Les filières Grandes cultures ont déposé leur dossier fin 2020 et en attendent la validation ce printemps. « Notre méthode a été construite par un consortium qui a associé une centaine de structures, dont les instituts techniques de grandes cultures », explique Baptiste Soenen, chef du service Agronomie-Économie-Environnement d’Arvalis-Institut du végétal, qui a tenu la plume. Plusieurs groupes de travail ont élaboré le contenu, validé par un comité scientifique associant, notamment, la DGEC, l’Inrae, l’Ademe et I4CE. « Notre méthode a été très partagée en amont avec les experts scientifiques et les usagers. Nous proposons, par exemple, de prendre en compte la substitution d’un produit à forte empreinte carbone comme le soja importé par des matières riches en protéines locales », souligne Baptiste Soenen.
Il ne croit pas à une méthode européenne unique. « Je pense que, globalement, les approches convergent, mais chaque pays va vouloir valoriser ses références nationales. » Le spécialiste imagine qu’il coexistera deux niveaux d’exigences : le premier, réglementaire et donc coercitif, à venir dans la PAC et le second pour les exploitations les plus avancées, avec une valorisation économique que leurs efforts supplémentaires.

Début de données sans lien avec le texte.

use anyhow::{Result, anyhow};
use async_trait::async_trait;
use serde::Deserialize;
use tracing::{debug, instrument};

use crate::providers::MarketDataProvider;

// YahooFinanceProvider implementation for MarketDataProvider
pub struct YahooFinanceProvider {
    base_url: String,
    client: reqwest::Client,
}

impl YahooFinanceProvider {
    pub fn new(base_url: &str) -> Result<Self> {
        let client = reqwest::Client::builder()
            .user_agent("btcfolio/0.1")
            .build()?;
        Ok(YahooFinanceProvider {
            base_url: base_url.to_string(),
            client,
        })
    }

    #[instrument(name = "YahooQuote", skip(self), fields(symbol = %symbol))]
    async fn quote(&self, symbol: &str) -> Result<f64> {
        let url = format!("{}/v8/finance/chart/{}", self.base_url, symbol);
        debug!("Requesting quote from {}", url);

        let response = self
            .client
            .get(&url)
            .send()
            .await
            .map_err(|e| anyhow!("Request error: {} for symbol: {} URL: {}", e, symbol, url))?;

        if !response.status().is_success() {
            return Err(anyhow!(
                "HTTP error: {} for symbol: {}",
                response.status(),
                symbol
            ));
        }

        let text = response.text().await?;
        let data: YahooChartResponse = serde_json::from_str(&text)
            .map_err(|e| anyhow!("Failed to parse JSON response for {}: {}", symbol, e))?;

        let item = data
            .chart
            .result
            .into_iter()
            .next()
            .ok_or_else(|| anyhow!("No quote data found for symbol: {}", symbol))?;

        let price = item.meta.regular_market_price;
        if !price.is_finite() || price <= 0.0 {
            return Err(anyhow!(
                "Non-positive quote {} for symbol: {}",
                price,
                symbol
            ));
        }
        Ok(price)
    }
}

#[derive(Debug, Deserialize)]
struct YahooChartResponse {
    chart: ChartResult,
}

#[derive(Debug, Deserialize)]
struct ChartResult {
    result: Vec<ChartItem>,
}

#[derive(Debug, Deserialize)]
struct ChartItem {
    meta: ChartMeta,
}

#[derive(Debug, Deserialize)]
struct ChartMeta {
    #[serde(alias = "regularMarketPrice")]
    regular_market_price: f64,
}

#[async_trait]
impl MarketDataProvider for YahooFinanceProvider {
    async fn fetch_pair(&self, from: &str, to: &str) -> Result<f64> {
        self.quote(&format!("{from}{to}=X")).await
    }

    async fn fetch_btc_price(&self, currency: &str) -> Result<f64> {
        self.quote(&format!("BTC-{currency}")).await
    }
}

Accélération des diagnostics
Certaines régions comme le Grand Est contribuent au financement des diagnostics initiaux. Elle engage ainsi 2,5 M€ sur trois ans pour 1 500 diagnostics dans des fermes laitières. En contrepartie, les producteurs s’engagent à une obligation de résultat au bout des cinq ans. Le gouvernement finance également 90 % du coût des diagnostics chez les jeunes agriculteurs installés depuis moins de cinq ans, avec le « bon diagnostic carbone » lancé le 30 avril dans le cadre du Plan de relance. Le reste à charge ne serait que de 200 à 250 € pour obtenir une liste d’actions et de recommandations. Puis, une fois labellisée bas carbone, « l’exploitation pourra obtenir des crédits carbone valorisables auprès d’entreprises agissant pour la compensation de leur empreinte environnementale », rappelle le ministère de l’Agriculture.